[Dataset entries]
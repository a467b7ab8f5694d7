//! Scripted transport for integration tests
//!
//! Plays the survey backend: replies are queued per path, and the fake
//! enforces bearer tokens the way the server does once a session is
//! expired, so refresh and replay can be exercised end to end.

use async_trait::async_trait;
use fieldsync::client::transport::{
    ApiRequest, ApiResponse, Method, RequestBody, Transport, TransportError, UploadRequest,
};
use fieldsync::shared::form::FilePart;
use serde_json::{json, Value};
use std::collections::{HashMap, VecDeque};
use std::sync::atomic::{AtomicUsize, Ordering};
use std::sync::Mutex;
use std::time::Duration;

pub const BASE_URL: &str = "http://fake.local/api";
pub const REFRESH_PATH: &str = "/refresh_token";

#[derive(Debug, Clone, Copy, PartialEq, Eq)]
pub enum CallKind {
    Request,
    Upload,
}

#[derive(Debug, Clone)]
pub struct RecordedCall {
    pub kind: CallKind,
    pub method: Method,
    pub path: String,
    pub bearer: Option<String>,
    pub form: Vec<(String, String)>,
    pub json: Option<Value>,
    pub files: Vec<FilePart>,
}

impl RecordedCall {
    pub fn form_value(&self, key: &str) -> Option<&str> {
        self.form
            .iter()
            .find(|(k, _)| k == key)
            .map(|(_, v)| v.as_str())
    }
}

#[derive(Debug, Clone)]
pub enum Reply {
    Respond(ApiResponse),
    /// No response at all
    Fail(String),
}

#[derive(Default)]
pub struct FakeTransport {
    routes: Mutex<HashMap<String, VecDeque<Reply>>>,
    delays: Mutex<HashMap<String, Duration>>,
    calls: Mutex<Vec<RecordedCall>>,
    refresh_reply: Mutex<Option<Reply>>,
    refresh_delay: Mutex<Duration>,
    refresh_calls: AtomicUsize,
    /// Refreshed tokens are not accepted by the other endpoints
    refresh_unhonoured: Mutex<bool>,
    /// Token the server currently accepts; `None` accepts anything
    valid_token: Mutex<Option<String>>,
}

impl FakeTransport {
    pub fn new() -> Self {
        Self::default()
    }

    /// Queue a reply for `path`; the last queued reply repeats
    pub fn respond(&self, path: &str, status: u16, body: Value) {
        self.push(path, Reply::Respond(ApiResponse::new(status, body)));
    }

    pub fn fail(&self, path: &str, message: &str) {
        self.push(path, Reply::Fail(message.to_string()));
    }

    fn push(&self, path: &str, reply: Reply) {
        self.routes
            .lock()
            .unwrap()
            .entry(path.to_string())
            .or_default()
            .push_back(reply);
    }

    pub fn delay(&self, path: &str, delay: Duration) {
        self.delays.lock().unwrap().insert(path.to_string(), delay);
    }

    /// Reject every token except `token`
    pub fn accept_only(&self, token: &str) {
        *self.valid_token.lock().unwrap() = Some(token.to_string());
    }

    /// Refresh succeeds after `delay` and issues `access`/`refresh`
    pub fn refresh_succeeds(&self, access: &str, refresh: &str, delay: Duration) {
        *self.refresh_reply.lock().unwrap() = Some(Reply::Respond(ApiResponse::new(
            200,
            json!({ "accessToken": access, "refreshToken": refresh }),
        )));
        *self.refresh_delay.lock().unwrap() = delay;
    }

    /// Refresh succeeds but the issued token is rejected like the old one
    pub fn refresh_succeeds_unhonoured(&self, access: &str, refresh: &str) {
        self.refresh_succeeds(access, refresh, Duration::ZERO);
        *self.refresh_unhonoured.lock().unwrap() = true;
    }

    /// Refresh is rejected after `delay`
    pub fn refresh_fails(&self, delay: Duration) {
        *self.refresh_reply.lock().unwrap() = Some(Reply::Respond(ApiResponse::new(
            401,
            json!("refresh token expired"),
        )));
        *self.refresh_delay.lock().unwrap() = delay;
    }

    pub fn refresh_count(&self) -> usize {
        self.refresh_calls.load(Ordering::SeqCst)
    }

    pub fn calls(&self) -> Vec<RecordedCall> {
        self.calls.lock().unwrap().clone()
    }

    /// Calls to `path`, refresh calls excluded
    pub fn calls_to(&self, path: &str) -> Vec<RecordedCall> {
        self.calls()
            .into_iter()
            .filter(|call| call.path == path)
            .collect()
    }

    fn path_of(url: &str) -> String {
        url.strip_prefix(BASE_URL).unwrap_or(url).to_string()
    }

    fn record(&self, call: RecordedCall) {
        self.calls.lock().unwrap().push(call);
    }

    fn next_reply(&self, path: &str) -> Reply {
        let mut routes = self.routes.lock().unwrap();
        match routes.get_mut(path) {
            Some(queue) if queue.len() > 1 => queue.pop_front().unwrap(),
            Some(queue) if !queue.is_empty() => queue[0].clone(),
            _ => Reply::Respond(ApiResponse::new(200, json!({ "code": 200 }))),
        }
    }

    async fn refresh(&self) -> Result<ApiResponse, TransportError> {
        self.refresh_calls.fetch_add(1, Ordering::SeqCst);
        let delay = *self.refresh_delay.lock().unwrap();
        tokio::time::sleep(delay).await;

        let reply = self
            .refresh_reply
            .lock()
            .unwrap()
            .clone()
            .unwrap_or_else(|| Reply::Respond(ApiResponse::new(500, Value::Null)));
        match reply {
            Reply::Respond(response) => {
                if response.status == 200 && !*self.refresh_unhonoured.lock().unwrap() {
                    let token = response.body["accessToken"].as_str().unwrap().to_string();
                    self.accept_only(&token);
                }
                Ok(response)
            }
            Reply::Fail(message) => Err(TransportError::Network(message)),
        }
    }

    async fn answer(&self, path: &str, bearer: Option<&str>) -> Result<ApiResponse, TransportError> {
        let delay = self.delays.lock().unwrap().get(path).copied();
        if let Some(delay) = delay {
            tokio::time::sleep(delay).await;
        }

        if !path.contains("login") && !path.contains("change_password_for_expired") {
            let valid = self.valid_token.lock().unwrap().clone();
            if let Some(valid) = valid {
                if bearer != Some(valid.as_str()) {
                    return Ok(ApiResponse::new(401, json!("token expired")));
                }
            }
        }

        match self.next_reply(path) {
            Reply::Respond(response) => Ok(response),
            Reply::Fail(message) => Err(TransportError::Network(message)),
        }
    }
}

#[async_trait]
impl Transport for FakeTransport {
    async fn request(&self, request: ApiRequest) -> Result<ApiResponse, TransportError> {
        let path = Self::path_of(&request.url);
        let (form, json) = match request.body {
            RequestBody::Form(pairs) => (pairs, None),
            RequestBody::Json(value) => (Vec::new(), Some(value)),
            RequestBody::Empty => (Vec::new(), None),
        };
        self.record(RecordedCall {
            kind: CallKind::Request,
            method: request.method,
            path: path.clone(),
            bearer: request.bearer.clone(),
            form,
            json,
            files: Vec::new(),
        });

        if path == REFRESH_PATH {
            return self.refresh().await;
        }
        self.answer(&path, request.bearer.as_deref()).await
    }

    async fn upload(&self, request: UploadRequest) -> Result<ApiResponse, TransportError> {
        let path = Self::path_of(&request.url);
        self.record(RecordedCall {
            kind: CallKind::Upload,
            method: Method::Post,
            path: path.clone(),
            bearer: request.bearer.clone(),
            form: request.form,
            json: None,
            files: request.files,
        });
        self.answer(&path, request.bearer.as_deref()).await
    }
}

| PROBLEM TO SOLVE |
Write out every entry again exactly, please, with nothing missing.

| OUTPUT BELOW |
repository a467b7ab8f5694d7
//! Scripted transport for integration tests
//!
//! Plays the survey backend: replies are queued per path, and the fake
//! enforces bearer tokens the way the server does once a session is
//! expired, so refresh and replay can be exercised end to end.

use async_trait::async_trait;
use fieldsync::client::transport::{
    ApiRequest, ApiResponse, Method, RequestBody, Transport, TransportError, UploadRequest,
};
use fieldsync::shared::form::FilePart;
use serde_json::{json, Value};
use std::collections::{HashMap, VecDeque};
use std::sync::atomic::{AtomicUsize, Ordering};
use std::sync::Mutex;
use std::time::Duration;

pub const BASE_URL: &str = "http://fake.local/api";
pub const REFRESH_PATH: &str = "/refresh_token";

#[derive(Debug, Clone, Copy, PartialEq, Eq)]
pub enum CallKind {
    Request,
    Upload,
}

#[derive(Debug, Clone)]
pub struct RecordedCall {
    pub kind: CallKind,
    pub method: Method,
    pub path: String,
    pub bearer: Option<String>,
    pub form: Vec<(String, String)>,
    pub json: Option<Value>,
    pub files: Vec<FilePart>,
}

impl RecordedCall {
    pub fn form_value(&self, key: &str) -> Option<&str> {
        self.form
            .iter()
            .find(|(k, _)| k == key)
            .map(|(_, v)| v.as_str())
    }
}

#[derive(Debug, Clone)]
pub enum Reply {
    Respond(ApiResponse),
    /// No response at all
    Fail(String),
}

#[derive(Default)]
pub struct FakeTransport {
    routes: Mutex<HashMap<String, VecDeque<Reply>>>,
    delays: Mutex<HashMap<String, Duration>>,
    calls: Mutex<Vec<RecordedCall>>,
    refresh_reply: Mutex<Option<Reply>>,
    refresh_delay: Mutex<Duration>,
    refresh_calls: AtomicUsize,
    /// Refreshed tokens are not accepted by the other endpoints
    refresh_unhonoured: Mutex<bool>,
    /// Token the server currently accepts; `None` accepts anything
    valid_token: Mutex<Option<String>>,
}

impl FakeTransport {
    pub fn new() -> Self {
        Self::default()
    }

    /// Queue a reply for `path`; the last queued reply repeats
    pub fn respond(&self, path: &str, status: u16, body: Value) {
        self.push(path, Reply::Respond(ApiResponse::new(status, body)));
    }

    pub fn fail(&self, path: &str, message: &str) {
        self.push(path, Reply::Fail(message.to_string()));
    }

    fn push(&self, path: &str, reply: Reply) {
        self.routes
            .lock()
            .unwrap()
            .entry(path.to_string())
            .or_default()
            .push_back(reply);
    }

    pub fn delay(&self, path: &str, delay: Duration) {
        self.delays.lock().unwrap().insert(path.to_string(), delay);
    }

    /// Reject every token except `token`
    pub fn accept_only(&self, token: &str) {
        *self.valid_token.lock().unwrap() = Some(token.to_string());
    }

    /// Refresh succeeds after `delay` and issues `access`/`refresh`
    pub fn refresh_succeeds(&self, access: &str, refresh: &str, delay: Duration) {
        *self.refresh_reply.lock().unwrap() = Some(Reply::Respond(ApiResponse::new(
            200,
            json!({ "accessToken": access, "refreshToken": refresh }),
        )));
        *self.refresh_delay.lock().unwrap() = delay;
    }

    /// Refresh succeeds but the issued token is rejected like the old one
    pub fn refresh_succeeds_unhonoured(&self, access: &str, refresh: &str) {
        self.refresh_succeeds(access, refresh, Duration::ZERO);
        *self.refresh_unhonoured.lock().unwrap() = true;
    }

    /// Refresh is rejected after `delay`
    pub fn refresh_fails(&self, delay: Duration) {
        *self.refresh_reply.lock().unwrap() = Some(Reply::Respond(ApiResponse::new(
            401,
            json!("refresh token expired"),
        )));
        *self.refresh_delay.lock().unwrap() = delay;
    }

    pub fn refresh_count(&self) -> usize {
        self.refresh_calls.load(Ordering::SeqCst)
    }

    pub fn calls(&self) -> Vec<RecordedCall> {
        self.calls.lock().unwrap().clone()
    }

    /// Calls to `path`, refresh calls excluded
    pub fn calls_to(&self, path: &str) -> Vec<RecordedCall> {
        self.calls()
            .into_iter()
            .filter(|call| call.path == path)
            .collect()
    }

    fn path_of(url: &str) -> String {
        url.strip_prefix(BASE_URL).unwrap_or(url).to_string()
    }

    fn record(&self, call: RecordedCall) {
        self.calls.lock().unwrap().push(call);
    }

    fn next_reply(&self, path: &str) -> Reply {
        let mut routes = self.routes.lock().unwrap();
        match routes.get_mut(path) {
            Some(queue) if queue.len() > 1 => queue.pop_front().unwrap(),
            Some(queue) if !queue.is_empty() => queue[0].clone(),
            _ => Reply::Respond(ApiResponse::new(200, json!({ "code": 200 }))),
        }
    }

    async fn refresh(&self) -> Result<ApiResponse, TransportError> {
        self.refresh_calls.fetch_add(1, Ordering::SeqCst);
        let delay = *self.refresh_delay.lock().unwrap();
        tokio::time::sleep(delay).await;

        let reply = self
            .refresh_reply
            .lock()
            .unwrap()
            .clone()
            .unwrap_or_else(|| Reply::Respond(ApiResponse::new(500, Value::Null)));
        match reply {
            Reply::Respond(response) => {
                if response.status == 200 && !*self.refresh_unhonoured.lock().unwrap() {
                    let token = response.body["accessToken"].as_str().unwrap().to_string();
                    self.accept_only(&token);
                }
                Ok(response)
            }
            Reply::Fail(message) => Err(TransportError::Network(message)),
        }
    }

    async fn answer(&self, path: &str, bearer: Option<&str>) -> Result<ApiResponse, TransportError> {
        let delay = self.delays.lock().unwrap().get(path).copied();
        if let Some(delay) = delay {
            tokio::time::sleep(delay).await;
        }

        if !path.contains("login") && !path.contains("change_password_for_expired") {
            let valid = self.valid_token.lock().unwrap().clone();
            if let Some(valid) = valid {
                if bearer != Some(valid.as_str()) {
                    return Ok(ApiResponse::new(401, json!("token expired")));
                }
            }
        }

        match self.next_reply(path) {
            Reply::Respond(response) => Ok(response),
            Reply::Fail(message) => Err(TransportError::Network(message)),
        }
    }
}

#[async_trait]
impl Transport for FakeTransport {
    async fn request(&self, request: ApiRequest) -> Result<ApiResponse, TransportError> {
        let path = Self::path_of(&request.url);
        let (form, json) = match request.body {
            RequestBody::Form(pairs) => (pairs, None),
            RequestBody::Json(value) => (Vec::new(), Some(value)),
            RequestBody::Empty => (Vec::new(), None),
        };
        self.record(RecordedCall {
            kind: CallKind::Request,
            method: request.method,
            path: path.clone(),
            bearer: request.bearer.clone(),
            form,
            json,
            files: Vec::new(),
        });

        if path == REFRESH_PATH {
            return self.refresh().await;
        }
        self.answer(&path, request.bearer.as_deref()).await
    }

    async fn upload(&self, request: UploadRequest) -> Result<ApiResponse, TransportError> {
        let path = Self::path_of(&request.url);
        self.record(RecordedCall {
            kind: CallKind::Upload,
            method: Method::Post,
            path: path.clone(),
            bearer: request.bearer.clone(),
            form: request.form,
            json: None,
            files: request.files,
        });
        self.answer(&path, request.bearer.as_deref()).await
    }
}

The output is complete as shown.